Литмир - Электронная Библиотека
A
A

Сравнительный подход, используемый в этой книге, местами может противоречить недавним исследованиям. Многие историки, занимаясь 1968-м, преуменьшают значение национальных особенностей или затушевывают их – то ли из-за того, что находятся под влиянием «транснациональных» подходов, сфокусированных на связях между странами, то ли просто из-за того, что оспаривают клишированные способы национального самовосприятия. Сравнительная перспектива, однако, демонстрирует, что привычные клише порой имеют под собой реальные основания. Так, американские историки в недавних исследованиях попытались оспорить представление, согласно которому возникновение движения «Студенты за демократическое общество» (Students for a Democratic Society) было отмечено «невинным» оптимизмом, который улетучился из-за насилия, сопровождавшего 1968 год. Дело, однако, в том, что, по сравнению с большинством западноевропейских студентов-радикалов, их американские единомышленники начала 1960-х действительно были невинными, а конец того же десятилетия в США действительно был жестоким временем. Точно так же некоторые немецкие историки сейчас опровергают концепцию, согласно которой рабочие не играли никакой роли в волнениях конца 1960-х[5]. Но сравнение с другими странами указывает, что немецкие рабочие на самом деле были менее радикальными, чем их единомышленники по всему миру. В то время как майские и июньские забастовки 1968 года во Франции были столь масштабными, что правительство не могло сосчитать их участников, в Германии того периода забастовки оставались столь редкими, что Международная организация труда даже не озаботилась их фиксацией.
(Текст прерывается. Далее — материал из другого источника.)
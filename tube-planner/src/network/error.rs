//! Network construction errors.

use crate::domain::{LineId, StationId};

/// The input records do not describe a valid network.
///
/// Construction stops at the first problem found; no partial network is
/// returned.
#[derive(Debug, Clone, PartialEq, thiserror::Error)]
pub enum DataIntegrityError {
    /// Two stations were declared with the same id
    #[error("station {0} is declared more than once")]
    DuplicateStation(StationId),

    /// Two lines were declared with the same id
    #[error("line {0} is declared more than once")]
    DuplicateLine(LineId),

    /// A segment names a station that was never declared
    #[error("segment on line {line} references unknown station {station}")]
    UnknownStation { station: StationId, line: LineId },

    /// A segment names a line that was never declared
    #[error("segment {from}-{to} references unknown line {line}")]
    UnknownLine {
        from: StationId,
        to: StationId,
        line: LineId,
    },

    /// A segment distance is negative or not a number
    #[error("segment {from}-{to} on line {line} has invalid distance {distance}")]
    NegativeDistance {
        from: StationId,
        to: StationId,
        line: LineId,
        distance: f64,
    },

    /// A segment starts and ends at the same station
    #[error("segment on line {line} joins station {station} to itself")]
    SelfLoop { station: StationId, line: LineId },
}
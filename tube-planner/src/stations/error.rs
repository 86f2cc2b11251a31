//! Station resolution error types.

use super::names::StationMatch;

/// A station name could not be resolved to a single station.
#[derive(Debug, Clone, PartialEq, Eq, thiserror::Error)]
pub enum ResolveError {
    /// Nothing matched; `suggestions` holds the closest spellings
    #[error("no station matches \"{query}\"")]
    NotFound {
        query: String,
        suggestions: Vec<StationMatch>,
    },

    /// Several stations matched equally well
    #[error("\"{query}\" matches {} stations", candidates.len())]
    Ambiguous {
        query: String,
        candidates: Vec<StationMatch>,
    },
}

impl ResolveError {
    /// The stations worth showing the user alongside the error.
    pub fn alternatives(&self) -> &[StationMatch] {
        match self {
            ResolveError::NotFound { suggestions, .. } => suggestions,
            ResolveError::Ambiguous { candidates, .. } => candidates,
        }
    }
}
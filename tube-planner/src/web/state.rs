//! Application state for the web layer.

use std::sync::Arc;

use crate::cache::{CacheConfig, RouteCache};
use crate::network::Network;
use crate::planner::RouteConfig;
use crate::stations::StationIndex;

/// Shared application state.
///
/// Contains everything a request handler needs. The network and station
/// index are read-only and shared between requests without locking.
#[derive(Clone)]
pub struct AppState {
    /// The network being planned over
    pub network: Arc<Network>,

    /// Name lookup over the network's stations
    pub stations: Arc<StationIndex>,

    /// Route weighting configuration
    pub config: RouteConfig,

    /// Planned routes by (origin, destination)
    pub routes: RouteCache,
}

impl AppState {
    /// Create a new app state.
    pub fn new(network: Network, config: RouteConfig, cache_config: &CacheConfig) -> Self {
        let stations = StationIndex::new(&network);
        Self {
            network: Arc::new(network),
            stations: Arc::new(stations),
            config,
            routes: RouteCache::new(cache_config),
        }
    }
}
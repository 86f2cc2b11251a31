//! Loading the network from CSV files.
//!
//! The dataset is three CSV files with headers, in one directory:
//!
//! - `lines.csv`: `line,name,colour,stripe`
//! - `stations.csv`: `id,latitude,longitude,name,display_name,zone,total_lines,rail`
//! - `routes.csv`: `station1,station2,line`
//!
//! Segment distances are computed from the station coordinates.

mod error;
mod load;
mod records;

pub use error::DatasetError;
pub use load::{Dataset, LINES_FILE, ROUTES_FILE, STATIONS_FILE, load_dir};
pub use records::{LineRecord, RouteRecord, StationRecord};
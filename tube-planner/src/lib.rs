//! London Underground route planner.
//!
//! Loads the tube network from CSV, finds the cheapest route between two
//! stations (distance plus a penalty per change of line) and describes it
//! as a list of rides. Usable as a library, a command-line tool, or an
//! HTTP service.

pub mod cache;
pub mod dataset;
pub mod domain;
pub mod network;
pub mod planner;
pub mod render;
pub mod stations;
pub mod web;
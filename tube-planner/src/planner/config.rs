//! Route weighting configuration.

/// Error returned when a weighting constant is unusable.
#[derive(Debug, Clone, PartialEq, thiserror::Error)]
pub enum ConfigError {
    /// The distance weight is negative or not finite
    #[error("distance weight must be a finite non-negative number, got {0}")]
    DistanceWeight(f64),

    /// The transfer penalty is negative or not finite
    #[error("transfer penalty must be a finite non-negative number, got {0}")]
    TransferPenalty(f64),
}

/// Constants that turn a route into a cost.
///
/// Cost is measured in kilometre-equivalents: each kilometre ridden costs
/// `distance_weight`, and each change of line adds `transfer_penalty`.
/// With the defaults a change costs as much as riding 5 km.
#[derive(Debug, Clone, Copy, PartialEq)]
pub struct RouteConfig {
    /// Cost per kilometre travelled.
    pub distance_weight: f64,

    /// Fixed cost added when boarding a different line from the one the
    /// rider arrived on. Not charged on the first ride.
    pub transfer_penalty: f64,
}

impl RouteConfig {
    /// Default cost per kilometre.
    pub const DEFAULT_DISTANCE_WEIGHT: f64 = 1.0;

    /// Default cost of a change of line, in kilometre-equivalents.
    pub const DEFAULT_TRANSFER_PENALTY: f64 = 5.0;

    /// Create a configuration, rejecting negative or non-finite values.
    pub fn new(distance_weight: f64, transfer_penalty: f64) -> Result<Self, ConfigError> {
        if !distance_weight.is_finite() || distance_weight < 0.0 {
            return Err(ConfigError::DistanceWeight(distance_weight));
        }
        if !transfer_penalty.is_finite() || transfer_penalty < 0.0 {
            return Err(ConfigError::TransferPenalty(transfer_penalty));
        }
        Ok(Self {
            distance_weight,
            transfer_penalty,
        })
    }
}

impl Default for RouteConfig {
    fn default() -> Self {
        Self {
            distance_weight: Self::DEFAULT_DISTANCE_WEIGHT,
            transfer_penalty: Self::DEFAULT_TRANSFER_PENALTY,
        }
    }
}
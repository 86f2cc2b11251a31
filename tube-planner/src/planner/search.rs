//! Dijkstra route search.
//!
//! The cost of a segment depends on the line the rider arrived on, so the
//! search runs over (station, arrival line) states rather than bare
//! stations. Each state is settled once, with its predecessor and arrival
//! line recorded at that moment; the route is read back from those
//! records. The first settled state at the target is the cheapest way to
//! reach it on any line.

use std::cmp::Ordering;
use std::collections::hash_map::Entry;
use std::collections::{BinaryHeap, HashMap};

use tracing::{debug, trace};

use crate::domain::{Itinerary, LineId, PathStep, StationId};
use crate::network::Network;

use super::config::RouteConfig;
use super::itinerary::build_itinerary;
use super::weight::{TransferPenalty, Weighting};

/// Error from route search.
#[derive(Debug, Clone, PartialEq, Eq, thiserror::Error)]
pub enum RouteError {
    /// A station id is not part of the network
    #[error("station {0} is not in the network")]
    NotFound(StationId),

    /// Both stations exist but are not connected
    #[error("no route from station {from} to station {to}")]
    NoRoute { from: StationId, to: StationId },
}

/// Search state: a station together with the line used to reach it.
type StateKey = (StationId, Option<LineId>);

/// Frontier entry, ordered so that `BinaryHeap` pops the cheapest first
/// and, among equal costs, the one pushed first.
#[derive(Debug, Clone, Copy)]
struct FrontierEntry {
    cost: f64,
    seq: u64,
    state: StateKey,
    via: Option<StateKey>,
}

impl Ord for FrontierEntry {
    fn cmp(&self, other: &Self) -> Ordering {
        other
            .cost
            .total_cmp(&self.cost)
            .then_with(|| other.seq.cmp(&self.seq))
    }
}

impl PartialOrd for FrontierEntry {
    fn partial_cmp(&self, other: &Self) -> Option<Ordering> {
        Some(self.cmp(other))
    }
}

impl PartialEq for FrontierEntry {
    fn eq(&self, other: &Self) -> bool {
        self.cmp(other) == Ordering::Equal
    }
}

impl Eq for FrontierEntry {}

/// Settlement record for one state.
#[derive(Debug, Clone, Copy)]
struct Settled {
    cost: f64,
    via: Option<StateKey>,
}

/// Find the cheapest route using the default weighting.
///
/// See [`find_route_with`].
pub fn find_route(
    network: &Network,
    source: StationId,
    target: StationId,
) -> Result<Vec<PathStep>, RouteError> {
    find_route_with(network, &TransferPenalty::default(), source, target)
}

/// Find the cheapest route from `source` to `target`.
///
/// Returns the stations visited in order, each with the line used to
/// arrive and the cumulative cost. The first step is `source` with no
/// line and zero cost; `source == target` gives that single step.
///
/// # Errors
///
/// - `NotFound` if either station is missing (source checked first)
/// - `NoRoute` if the target cannot be reached
pub fn find_route_with<W: Weighting + ?Sized>(
    network: &Network,
    weighting: &W,
    source: StationId,
    target: StationId,
) -> Result<Vec<PathStep>, RouteError> {
    if !network.contains(source) {
        return Err(RouteError::NotFound(source));
    }
    if !network.contains(target) {
        return Err(RouteError::NotFound(target));
    }

    let mut settled: HashMap<StateKey, Settled> = HashMap::new();
    let mut tentative: HashMap<StateKey, f64> = HashMap::new();
    let mut frontier = BinaryHeap::new();
    let mut seq = 0u64;

    let start = (source, None);
    tentative.insert(start, 0.0);
    frontier.push(FrontierEntry {
        cost: 0.0,
        seq,
        state: start,
        via: None,
    });

    while let Some(entry) = frontier.pop() {
        match settled.entry(entry.state) {
            Entry::Occupied(_) => continue,
            Entry::Vacant(slot) => {
                slot.insert(Settled {
                    cost: entry.cost,
                    via: entry.via,
                });
            }
        }

        let (station, arrived_on) = entry.state;
        trace!(%station, ?arrived_on, cost = entry.cost, "settled");

        if station == target {
            let steps = reconstruct(&settled, entry.state);
            debug!(
                %source,
                %target,
                cost = entry.cost,
                settled = settled.len(),
                hops = steps.len() - 1,
                "found route"
            );
            return Ok(steps);
        }

        // The station was checked on entry, so this is always Some
        let Some(incident) = network.incident(station) else {
            continue;
        };

        for edge in incident {
            let next = (edge.neighbor, Some(edge.line));
            if settled.contains_key(&next) {
                continue;
            }

            let step = weighting.cost(arrived_on, edge.line, edge.distance_km);
            debug_assert!(step >= 0.0, "weighting returned negative cost {step}");
            let cost = entry.cost + step;

            let better = tentative.get(&next).is_none_or(|&known| cost < known);
            if better {
                tentative.insert(next, cost);
                seq += 1;
                frontier.push(FrontierEntry {
                    cost,
                    seq,
                    state: next,
                    via: Some(entry.state),
                });
            }
        }
    }

    debug!(%source, %target, settled = settled.len(), "no route");
    Err(RouteError::NoRoute {
        from: source,
        to: target,
    })
}

/// Walk predecessor records back from `end` and return the route in order.
fn reconstruct(settled: &HashMap<StateKey, Settled>, end: StateKey) -> Vec<PathStep> {
    let mut steps = Vec::new();
    let mut current = Some(end);

    while let Some(state) = current {
        let record = settled[&state];
        let (station, line) = state;
        steps.push(PathStep {
            station,
            line,
            cost: record.cost,
        });
        current = record.via;
    }

    steps.reverse();
    steps
}

/// A found route together with its itinerary.
#[derive(Debug, Clone)]
pub struct Plan {
    /// Stations visited, in order.
    pub steps: Vec<PathStep>,

    /// Rides collapsed from `steps`.
    pub itinerary: Itinerary,
}

impl Plan {
    /// Total cost of the route.
    pub fn total_cost(&self) -> f64 {
        crate::domain::total_cost(&self.steps)
    }

    /// Origin station.
    pub fn origin(&self) -> StationId {
        self.steps[0].station
    }

    /// Destination station.
    pub fn destination(&self) -> StationId {
        self.steps[self.steps.len() - 1].station
    }
}

/// Route planner over a fixed network.
///
/// Holds a borrowed network and a weighting; queries do not mutate either,
/// so one planner can serve any number of queries.
pub struct Planner<'a, W: Weighting = TransferPenalty> {
    network: &'a Network,
    weighting: W,
}

impl<'a> Planner<'a, TransferPenalty> {
    /// Create a planner with the stock distance + transfer weighting.
    pub fn new(network: &'a Network, config: RouteConfig) -> Self {
        Self {
            network,
            weighting: TransferPenalty::new(config),
        }
    }
}

impl<'a, W: Weighting> Planner<'a, W> {
    /// Create a planner with a custom weighting.
    pub fn with_weighting(network: &'a Network, weighting: W) -> Self {
        Self { network, weighting }
    }

    /// Returns the network being searched.
    pub fn network(&self) -> &'a Network {
        self.network
    }

    /// Find the cheapest route between two stations.
    pub fn find_route(
        &self,
        source: StationId,
        target: StationId,
    ) -> Result<Vec<PathStep>, RouteError> {
        find_route_with(self.network, &self.weighting, source, target)
    }

    /// Find the cheapest route and build its itinerary.
    pub fn plan(&self, source: StationId, target: StationId) -> Result<Plan, RouteError> {
        let steps = self.find_route(source, target)?;
        let itinerary = build_itinerary(&steps);
        Ok(Plan { steps, itinerary })
    }
}
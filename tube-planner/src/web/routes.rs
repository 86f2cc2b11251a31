//! HTTP route handlers.

use axum::{
    Json, Router,
    extract::{Query, State},
    http::StatusCode,
    response::{IntoResponse, Response},
    routing::get,
};
use tower_http::trace::TraceLayer;
use tracing::{debug, warn};

use crate::planner::{Planner, RouteError};
use crate::stations::ResolveError;

use super::dto::*;
use super::state::AppState;

/// Default number of station search results.
const DEFAULT_SEARCH_LIMIT: usize = 10;

/// Upper bound on station search results.
const MAX_SEARCH_LIMIT: usize = 50;

/// Create the application router.
pub fn create_router(state: AppState) -> Router {
    Router::new()
        .route("/health", get(health))
        .route("/api/stations/search", get(search_stations))
        .route("/api/route", get(plan_route))
        .layer(TraceLayer::new_for_http())
        .with_state(state)
}

/// Health check endpoint.
async fn health() -> &'static str {
    "ok"
}

/// Search stations by name.
async fn search_stations(
    State(state): State<AppState>,
    Query(req): Query<StationSearchRequest>,
) -> Json<StationSearchResponse> {
    let limit = req.limit.unwrap_or(DEFAULT_SEARCH_LIMIT).min(MAX_SEARCH_LIMIT);
    let stations = state
        .stations
        .search(&req.q, limit)
        .iter()
        .map(|m| StationSearchResult::from_match(&state.network, m))
        .collect();

    Json(StationSearchResponse { stations })
}

/// Plan a route between two named stations.
async fn plan_route(
    State(state): State<AppState>,
    Query(req): Query<RouteRequest>,
) -> Result<Json<RouteResponse>, AppError> {
    let from = state.stations.resolve(&req.from)?;
    let to = state.stations.resolve(&req.to)?;
    debug!(%from, %to, "planning route");

    let planner = Planner::new(&state.network, state.config);
    let plan = state
        .routes
        .get_or_plan(from, to, || planner.plan(from, to))
        .await?;

    Ok(Json(RouteResponse::from_plan(&state.network, &plan)))
}

/// Application error type.
#[derive(Debug)]
pub enum AppError {
    BadRequest {
        message: String,
        suggestions: Vec<StationRef>,
    },
    NotFound {
        message: String,
    },
}

impl From<ResolveError> for AppError {
    fn from(e: ResolveError) -> Self {
        AppError::BadRequest {
            suggestions: e.alternatives().iter().map(StationRef::from).collect(),
            message: e.to_string(),
        }
    }
}

impl From<RouteError> for AppError {
    fn from(e: RouteError) -> Self {
        match e {
            RouteError::NoRoute { .. } => AppError::NotFound {
                message: e.to_string(),
            },
            RouteError::NotFound(_) => AppError::BadRequest {
                message: e.to_string(),
                suggestions: Vec::new(),
            },
        }
    }
}

impl IntoResponse for AppError {
    fn into_response(self) -> Response {
        let (status, error, suggestions) = match self {
            AppError::BadRequest {
                message,
                suggestions,
            } => (StatusCode::BAD_REQUEST, message, suggestions),
            AppError::NotFound { message } => (StatusCode::NOT_FOUND, message, Vec::new()),
        };

        warn!(%status, %error, "request failed");

        let body = Json(ErrorResponse { error, suggestions });
        (status, body).into_response()
    }
}

#[cfg(test)]
mod tests {
    use super::*;
    use crate::cache::CacheConfig;
    use crate::domain::{Colour, GeoPoint, Line, LineId, Station, StationId};
    use crate::network::Network;
    use crate::planner::RouteConfig;
    use axum::body::{Body, to_bytes};
    use axum::http::Request;
    use serde_json::Value;
    use tower::ServiceExt;

    fn app() -> Router {
        let station = |id, name| Station::new(StationId(id), name, GeoPoint::new(51.5, -0.1));
        let network = Network::builder()
            .add_line(Line::new(LineId(1), "Bakerloo Line", Colour::from_rgb(0xab, 0x66, 0x12)))
            .add_line(Line::new(LineId(2), "Circle Line", Colour::from_rgb(0xff, 0xd3, 0x29)))
            .add_station(station(1, "Oxford Circus").with_zone(1.0))
            .add_station(station(2, "Baker Street"))
            .add_station(station(3, "Edgware Road (B)"))
            .add_station(station(4, "Edgware Road (C)"))
            .add_station(station(5, "Mornington Crescent"))
            .add_segment(StationId(1), StationId(2), LineId(1), 2.0)
            .add_segment(StationId(2), StationId(3), LineId(1), 1.0)
            .add_segment(StationId(2), StationId(4), LineId(2), 1.0)
            .build()
            .unwrap();
        create_router(AppState::new(network, RouteConfig::default(), &CacheConfig::default()))
    }

    async fn get(uri: &str) -> (StatusCode, Value) {
        let response = app()
            .oneshot(Request::builder().uri(uri).body(Body::empty()).unwrap())
            .await
            .unwrap();
        let status = response.status();
        let bytes = to_bytes(response.into_body(), usize::MAX).await.unwrap();
        let body = serde_json::from_slice(&bytes).unwrap_or(Value::Null);
        (status, body)
    }

    #[tokio::test]
    async fn health_check() {
        let response = app()
            .oneshot(Request::builder().uri("/health").body(Body::empty()).unwrap())
            .await
            .unwrap();
        assert_eq!(response.status(), StatusCode::OK);
        let bytes = to_bytes(response.into_body(), usize::MAX).await.unwrap();
        assert_eq!(&bytes[..], b"ok");
    }

    #[tokio::test]
    async fn station_search() {
        let (status, body) = get("/api/stations/search?q=edgware").await;
        assert_eq!(status, StatusCode::OK);

        let stations = body["stations"].as_array().unwrap();
        assert_eq!(stations.len(), 2);
        assert_eq!(stations[0]["name"], "Edgware Road (B)");
        assert_eq!(stations[0]["id"], 3);
        assert_eq!(stations[0]["lines"][0], "Bakerloo Line");
        assert_eq!(stations[1]["lines"][0], "Circle Line");
    }

    #[tokio::test]
    async fn station_search_limit() {
        let (_, body) = get("/api/stations/search?q=&limit=2").await;
        assert_eq!(body["stations"].as_array().unwrap().len(), 2);
    }

    #[tokio::test]
    async fn route_with_change() {
        let (status, body) = get("/api/route?from=oxford%20circus&to=Edgware%20Road%20(C)").await;
        assert_eq!(status, StatusCode::OK);

        assert_eq!(body["from"]["name"], "Oxford Circus");
        assert_eq!(body["to"]["id"], 4);
        // 2 + 1 km plus one change
        assert_eq!(body["total_cost"], 8.0);

        let rides = body["rides"].as_array().unwrap();
        assert_eq!(rides.len(), 2);
        assert_eq!(rides[0]["line"]["name"], "Bakerloo Line");
        assert_eq!(rides[0]["line"]["colour"], "#ab6612");
        assert_eq!(rides[0]["alight"]["name"], "Baker Street");
        assert_eq!(rides[1]["stops"], 1);

        let transfers = body["transfers"].as_array().unwrap();
        assert_eq!(transfers.len(), 1);
        assert_eq!(transfers[0]["at"]["name"], "Baker Street");
        assert_eq!(transfers[0]["to_line"]["name"], "Circle Line");
    }

    #[tokio::test]
    async fn same_station_route_is_empty() {
        let (status, body) = get("/api/route?from=Baker%20Street&to=baker%20street").await;
        assert_eq!(status, StatusCode::OK);
        assert_eq!(body["total_cost"], 0.0);
        assert!(body["rides"].as_array().unwrap().is_empty());
    }

    #[tokio::test]
    async fn ambiguous_name_is_bad_request() {
        let (status, body) = get("/api/route?from=Oxford%20Circus&to=edgware").await;
        assert_eq!(status, StatusCode::BAD_REQUEST);
        assert_eq!(body["error"], "\"edgware\" matches 2 stations");
        assert_eq!(body["suggestions"].as_array().unwrap().len(), 2);
    }

    #[tokio::test]
    async fn unknown_name_is_bad_request() {
        let (status, body) = get("/api/route?from=Bakr%20Street&to=Oxford%20Circus").await;
        assert_eq!(status, StatusCode::BAD_REQUEST);
        assert_eq!(body["suggestions"][0]["name"], "Baker Street");
    }

    #[tokio::test]
    async fn disconnected_station_is_not_found() {
        let (status, body) = get("/api/route?from=Oxford%20Circus&to=Mornington%20Crescent").await;
        assert_eq!(status, StatusCode::NOT_FOUND);
        assert_eq!(body["error"], "no route from station 1 to station 5");
        assert!(body.get("suggestions").is_none());
    }

    #[tokio::test]
    async fn missing_query_parameter() {
        let (status, _) = get("/api/route?from=Oxford%20Circus").await;
        assert_eq!(status, StatusCode::BAD_REQUEST);
    }
}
Что касается географического охвата, то эта книга сосредоточена на демократических государствах индустриального Запада. Опять же я понимаю, что такая интерпретация 68-го может показаться проблематичной, поскольку важные события этого периода часто происходили за пределами Западной Европы и Северной Америки. «Пражская весна» и ее разгром, война во Вьетнаме, китайская «культурная революция», жестокое подавление протестов на фоне Олимпийских игр в Мехико – во всех этих событиях для миллионов людей решались вопросы жизни и смерти. И, разумеется, в плане пролития крови и грандиозности катаклизмов они нередко были заметнее того, что делалось на индустриальном Западе. Как раз по этой причине я не рискую объединять все эти истории в единую картину, признаваясь одновременно и в том, что мне явно не хватило бы познаний, попытайся я сделать это. Моя интерпретация 68-го распространяется только на благополучные страны, в которых объектами радикальных протестов стали демократически избранные правительства. Даже те из европейских и североамериканских активистов, которые провели время за пределами Запада – и, возможно, они в первую очередь, – признавали, что в их родных странах 68-й имел свои особенности. Луиза Пассерини, посетившая в конце 1960-х годов Кению, Мозамбик, Замбию и Египет, позже признавала: «Пока я разъезжала по "третьему миру", 1968-й разворачивался в странах "первого мира"»[6]. Конфликты в Азии, Латинской Америке и Восточной Европе попадают в поле моего зрения только в той степени – иногда, кстати, весьма значительной, – в какой происходящее там действительно или предположительно влияло на события в Западной Европе или Северной Америке.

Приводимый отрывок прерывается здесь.